León XIV afirmó este jueves que, aunque un estado tiene derecho a poner reglas en sus fronteras, cuando los migrantes llegan "hay que tratarlos como seres humanos y no peor que a los animales", al responder sobre la cuestión migratoria en España en la rueda de prensa a bordo del avión en el que regresaba de su gira por África.
Los periodistas de los medios en lengua española que viajan con el pontífice, entre ellos EFE, le preguntaron sobre su próximo viaje a España y su etapa en Canarias para poner el foco sobre la migración y la polarización que este tema provoca, también entre los católicos.
El papa indicó que "evidentemente el tema de la migración es muy complejo y afecta a muchos países, no sólo España, no sólo Europa, también a Estados Unidos, es un fenómeno mundial".
"Y mi respuesta empieza con una pregunta: ¿Qué hace el norte del Globo por ayudar al Sur del Globo y aquellos países donde los jóvenes hoy no encuentran un futuro y viven ese sueño de que todos quieren ir hacia el Norte pero a veces el norte no tiene respuestas que ofrecer?", se preguntó el papa, que lamentó que sufren "el tema de trato humano y del tráfico de personas".
Aunque cree que "un Estado tiene derecho a poner reglas para su fronteras" y "no todos deben entrar como sea, sin orden y creando a veces situaciones más injustas donde llegan de aquellas que han dejado", también hay que preguntarse "¿qué hacemos en los países más ricos para cambiar la situación en los países mas pobres?".
El pontífice propuso "buscar ayudas de Estado o también de inversiones de empresas grandes, ricas y multinacionales para cambiar las situaciones en países como los que hemos visitado en este viaje".

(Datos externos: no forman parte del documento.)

// SPDX-License-Identifier: MPL-2.0

//! End-to-end tests: capture surface, submission and sync

use asset_capture::backends::virtual_camera::ChunkPlan;
use asset_capture::geolocation::Coordinates;
use asset_capture::notifications::MemorySink;
use asset_capture::{
    AppError, AssetCaptureApp, CameraMode, Config, RecorderState, SessionState, SyncEvent,
    UploadStatus, VirtualCamera, VirtualCameraConfig,
};
use std::sync::Arc;
use std::time::Duration;
use tokio::sync::broadcast;

fn small_camera() -> VirtualCameraConfig {
    VirtualCameraConfig {
        native_size: Some((64, 48)),
        ..Default::default()
    }
}

fn app(camera: &VirtualCamera, offline: bool, latency: Duration) -> (AssetCaptureApp, Arc<MemorySink>) {
    let config = Config {
        start_offline: offline,
        sync_latency_ms: latency.as_millis() as u64,
        stub_location: Some(Coordinates::new(19.07, 72.87)),
        ..Default::default()
    };
    let sink = Arc::new(MemorySink::new());
    let app = AssetCaptureApp::new(config, Arc::new(camera.clone()), sink.clone());
    (app, sink)
}

async fn wait_completed(events: &mut broadcast::Receiver<SyncEvent>) -> (usize, Vec<u64>) {
    loop {
        if let SyncEvent::Completed { count, ids } = events.recv().await.unwrap() {
            return (count, ids);
        }
    }
}

#[tokio::test]
async fn test_tracks_balance_over_open_close_sequences() {
    let camera = VirtualCamera::new(small_camera());
    let (app, _sink) = app(&camera, false, Duration::from_millis(10));

    for round in 0..4 {
        let surface = app.capture_surface(CameraMode::Photo);
        if round % 2 == 0 {
            surface.show().await.unwrap();
        }
        surface.dismiss();
        surface.dismiss();
        if round == 3 {
            surface.show().await.unwrap();
            // Dropped without an explicit dismissal
        }
    }

    let stats = camera.stats();
    assert_eq!(stats.tracks_acquired, 3);
    assert_eq!(stats.tracks_stopped, stats.tracks_acquired);
}

#[tokio::test]
async fn test_two_captures_yield_two_artifacts() {
    let camera = VirtualCamera::new(small_camera());
    let (app, sink) = app(&camera, false, Duration::from_millis(10));

    let surface = app.capture_surface(CameraMode::Photo);
    surface.show().await.unwrap();

    let first = surface.capture_photo().await.unwrap().unwrap();
    let second = surface.capture_photo().await.unwrap().unwrap();

    for submission in [&first, &second] {
        assert_eq!(submission.artifact.mime_type, "image/jpeg");
        assert!(!submission.artifact.is_empty());
        assert_eq!(submission.item.status, UploadStatus::Verified);
    }
    assert_ne!(first.artifact.handle, second.artifact.handle);
    assert_ne!(first.item.id, second.item.id);
    assert_eq!(sink.count("capture_saved"), 2);
    assert_eq!(app.ledger().confirmed_len(), 2);

    assert_eq!(app.store().live_count(), 2);
    surface.dismiss();
    assert_eq!(app.store().live_count(), 0);
}

#[tokio::test]
async fn test_double_start_records_once() {
    let camera = VirtualCamera::new(VirtualCameraConfig {
        chunks: ChunkPlan::Scripted {
            on_start: vec![10, 20],
            on_stop: vec![15],
        },
        ..small_camera()
    });
    let (app, sink) = app(&camera, false, Duration::from_millis(10));

    let surface = app.capture_surface(CameraMode::Video);
    surface.show().await.unwrap();

    surface.start_recording().unwrap();
    surface.start_recording().unwrap();
    assert_eq!(surface.recorder_state(), RecorderState::Recording);
    assert_eq!(camera.stats().recorders_created, 1);

    let submission = surface.stop_recording().await.unwrap();
    assert_eq!(submission.artifact.len(), 45);
    assert_eq!(submission.item.label, "New Video Evidence");
    assert_eq!(surface.recorder_state(), RecorderState::Stopped);
    assert_eq!(sink.count("capture_saved"), 1);

    assert!(surface.stop_recording().await.is_none());
    assert_eq!(sink.count("capture_saved"), 1);
}

#[tokio::test]
async fn test_chunks_concatenate_in_arrival_order() {
    let camera = VirtualCamera::new(VirtualCameraConfig {
        chunks: ChunkPlan::Scripted {
            on_start: vec![10, 20, 15],
            on_stop: Vec::new(),
        },
        ..small_camera()
    });
    let (app, _sink) = app(&camera, true, Duration::from_millis(10));

    let surface = app.capture_surface(CameraMode::Video);
    surface.show().await.unwrap();
    surface.start_recording().unwrap();

    let submission = surface.stop_recording().await.unwrap();
    assert_eq!(submission.artifact.len(), 45);
    assert_eq!(submission.artifact.mime_type, "video/webm");
    assert_eq!(submission.item.status, UploadStatus::Pending);
    assert_eq!(app.ledger().queue_len(), 1);
}

#[tokio::test]
async fn test_stop_without_start_has_no_effect() {
    let camera = VirtualCamera::new(small_camera());
    let (app, sink) = app(&camera, false, Duration::from_millis(10));

    let surface = app.capture_surface(CameraMode::Video);
    surface.show().await.unwrap();

    assert!(surface.stop_recording().await.is_none());
    assert_eq!(surface.recorder_state(), RecorderState::Idle);
    assert!(sink.events().is_empty());
    assert_eq!(app.ledger().confirmed_len(), 0);
    assert_eq!(app.store().live_count(), 0);
}

#[tokio::test]
async fn test_unavailable_camera_fails_gracefully() {
    let camera = VirtualCamera::new(VirtualCameraConfig {
        deny_permission: true,
        ..small_camera()
    });
    let (app, sink) = app(&camera, false, Duration::from_millis(10));

    let surface = app.capture_surface(CameraMode::Photo);
    let err = surface.show().await.unwrap_err();
    assert!(matches!(err, AppError::Camera(_)));
    assert_eq!(surface.session_state(), SessionState::Failed);
    assert_eq!(
        surface.last_error().as_deref(),
        Some("Camera access denied or unavailable")
    );

    assert!(surface.capture_photo().await.is_err());
    assert!(surface.start_recording().is_err());
    assert_eq!(surface.session_state(), SessionState::Failed);
    assert_eq!(surface.recorder_state(), RecorderState::Idle);
    assert_eq!(sink.count("camera_error"), 1);
    let reported = sink
        .events()
        .into_iter()
        .find(|event| event.name == "camera_error")
        .unwrap();
    assert_eq!(
        reported.payload["message"],
        "Camera access denied or unavailable"
    );
    assert_eq!(app.ledger().confirmed_len() + app.ledger().queue_len(), 0);
}

#[tokio::test]
async fn test_unsupported_recorder_keeps_photo_capture() {
    let camera = VirtualCamera::new(VirtualCameraConfig {
        supported_mime_types: Vec::new(),
        ..small_camera()
    });
    let (app, _sink) = app(&camera, false, Duration::from_millis(10));

    let surface = app.capture_surface(CameraMode::Video);
    surface.show().await.unwrap();

    assert!(surface.start_recording().is_err());
    assert_eq!(surface.session_state(), SessionState::Active);
    assert_eq!(surface.recorder_state(), RecorderState::Idle);
    assert!(surface.last_error().is_some());

    assert!(surface.capture_photo().await.unwrap().is_some());
}

#[tokio::test]
async fn test_dismiss_during_encode_submits_nothing() {
    let camera = VirtualCamera::new(small_camera());
    let (app, sink) = app(&camera, true, Duration::from_millis(10));

    let surface = Arc::new(app.capture_surface(CameraMode::Photo));
    surface.show().await.unwrap();

    let capture = {
        let surface = Arc::clone(&surface);
        tokio::spawn(async move { surface.capture_photo().await })
    };
    tokio::task::yield_now().await;
    surface.dismiss();

    assert!(capture.await.unwrap().unwrap().is_none());
    assert_eq!(app.ledger().queue_len(), 0);
    assert_eq!(sink.count("capture_queued"), 0);
    assert_eq!(app.store().live_count(), 0);
}

#[tokio::test]
async fn test_dismiss_cancels_recording() {
    let camera = VirtualCamera::new(VirtualCameraConfig {
        chunks: ChunkPlan::Scripted {
            on_start: vec![10],
            on_stop: vec![5],
        },
        ..small_camera()
    });
    let (app, _sink) = app(&camera, false, Duration::from_millis(10));

    let surface = app.capture_surface(CameraMode::Video);
    surface.show().await.unwrap();
    surface.start_recording().unwrap();
    surface.dismiss();

    assert_eq!(surface.recorder_state(), RecorderState::Idle);
    assert!(surface.stop_recording().await.is_none());
    assert_eq!(app.ledger().confirmed_len(), 0);
    assert_eq!(camera.stats().tracks_stopped, camera.stats().tracks_acquired);
}

#[tokio::test(start_paused = true)]
async fn test_offline_captures_drain_once_when_online() {
    let camera = VirtualCamera::new(small_camera());
    let (app, sink) = app(&camera, true, Duration::from_millis(1200));
    let mut events = app.sync().subscribe();

    let surface = app.capture_surface(CameraMode::Photo);
    surface.show().await.unwrap();
    for _ in 0..3 {
        surface.capture_photo().await.unwrap().unwrap();
    }
    surface.dismiss();

    assert_eq!(app.ledger().queue_len(), 3);
    assert_eq!(app.ledger().confirmed_len(), 0);

    assert!(app.set_online(true));
    let (count, ids) = wait_completed(&mut events).await;
    assert_eq!(count, 3);
    assert_eq!(ids, vec![1, 2, 3]);

    assert_eq!(app.ledger().queue_len(), 0);
    assert_eq!(app.ledger().confirmed_len(), 3);
    assert!(
        app.ledger()
            .confirmed()
            .iter()
            .all(|item| item.status == UploadStatus::Pending)
    );

    // Staying online starts nothing new
    assert!(!app.set_online(true));
    tokio::time::sleep(Duration::from_secs(5)).await;
    assert_eq!(sink.count("sync_started"), 1);
    assert_eq!(sink.count("sync_complete"), 1);
}

#[tokio::test]
async fn test_capture_during_sync_stays_queued() {
    let camera = VirtualCamera::new(small_camera());
    let (app, _sink) = app(&camera, true, Duration::from_millis(300));
    let mut events = app.sync().subscribe();

    let surface = app.capture_surface(CameraMode::Photo);
    surface.show().await.unwrap();
    surface.capture_photo().await.unwrap().unwrap();

    app.set_online(true);
    assert_eq!(events.recv().await.unwrap(), SyncEvent::Started { count: 1 });

    // Back offline before the second capture so it is queued
    app.set_online(false);
    surface.capture_photo().await.unwrap().unwrap();

    let (count, _) = wait_completed(&mut events).await;
    assert_eq!(count, 1);
    assert_eq!(app.ledger().confirmed_len(), 1);
    assert_eq!(app.ledger().queue_len(), 1);
}

#[tokio::test(start_paused = true)]
async fn test_shutdown_discards_in_flight_sync() {
    let camera = VirtualCamera::new(small_camera());
    let (app, sink) = app(&camera, true, Duration::from_millis(1200));
    let mut events = app.sync().subscribe();

    let surface = app.capture_surface(CameraMode::Photo);
    surface.show().await.unwrap();
    surface.capture_photo().await.unwrap().unwrap();

    app.set_online(true);
    assert_eq!(events.recv().await.unwrap(), SyncEvent::Started { count: 1 });
    app.shutdown();
    tokio::time::sleep(Duration::from_secs(5)).await;

    assert_eq!(app.ledger().queue_len(), 1);
    assert_eq!(app.ledger().confirmed_len(), 0);
    assert_eq!(sink.count("sync_complete"), 0);
}

#[tokio::test]
async fn test_export_schema() {
    let camera = VirtualCamera::new(small_camera());
    let (app, _sink) = app(&camera, false, Duration::from_millis(10));

    let surface = app.capture_surface(CameraMode::Photo);
    surface.show().await.unwrap();
    surface.capture_photo().await.unwrap().unwrap();

    let exported = app.ledger().export_json().unwrap();
    let positions: Vec<usize> = ["\"id\"", "\"kind\"", "\"createdAt\"", "\"status\"", "\"label\"", "\"location\""]
        .iter()
        .map(|key| exported.find(key).unwrap())
        .collect();
    assert!(positions.windows(2).all(|pair| pair[0] < pair[1]));
}

#[tokio::test(start_paused = true)]
async fn test_quick_offline_online_toggle_still_syncs() {
    let camera = VirtualCamera::new(small_camera());
    let (app, sink) = app(&camera, false, Duration::from_millis(1200));

    let surface = app.capture_surface(CameraMode::Photo);
    surface.show().await.unwrap();
    let first = surface.capture_photo().await.unwrap().unwrap();
    assert_eq!(app.ledger().confirmed_len(), 1);

    // No await between the toggles, so the observer only wakes afterwards
    app.set_online(false);
    app.desk().submit(&first.artifact);
    app.set_online(true);
    assert_eq!(app.ledger().queue_len(), 1);

    tokio::time::sleep(Duration::from_secs(10)).await;
    assert_eq!(app.ledger().queue_len(), 0);
    assert_eq!(app.ledger().confirmed_len(), 2);
    assert_eq!(sink.count("sync_started"), 1);
}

Criticó además que África "para muchas personas es considerado un lugar donde puede ir a llevarse los minerales, a llevarse sus riquezas para la riqueza de otros países" y que por ello "quizá a nivel mundial tenemos que trabajar para promover mayor justicia e igualdad en el desarrollo en estos países de África pará que no haya necesitad de emigrar a España".
Pero sí destacó con énfasis que los migrantes "son seres humanos y tenemos que tratar a los seres humanos en un modo humanitario y no tratarlos peor que las mascotas de casa o a los animales".
"Ahí sí que hay un desafío muy grande, que un país dice que no podemos recibir más y todo esto ... pero cuando llegan las personas son seres humanos y merecen el respeto que cada ser humano tiene por su dignidad humana", aseveró.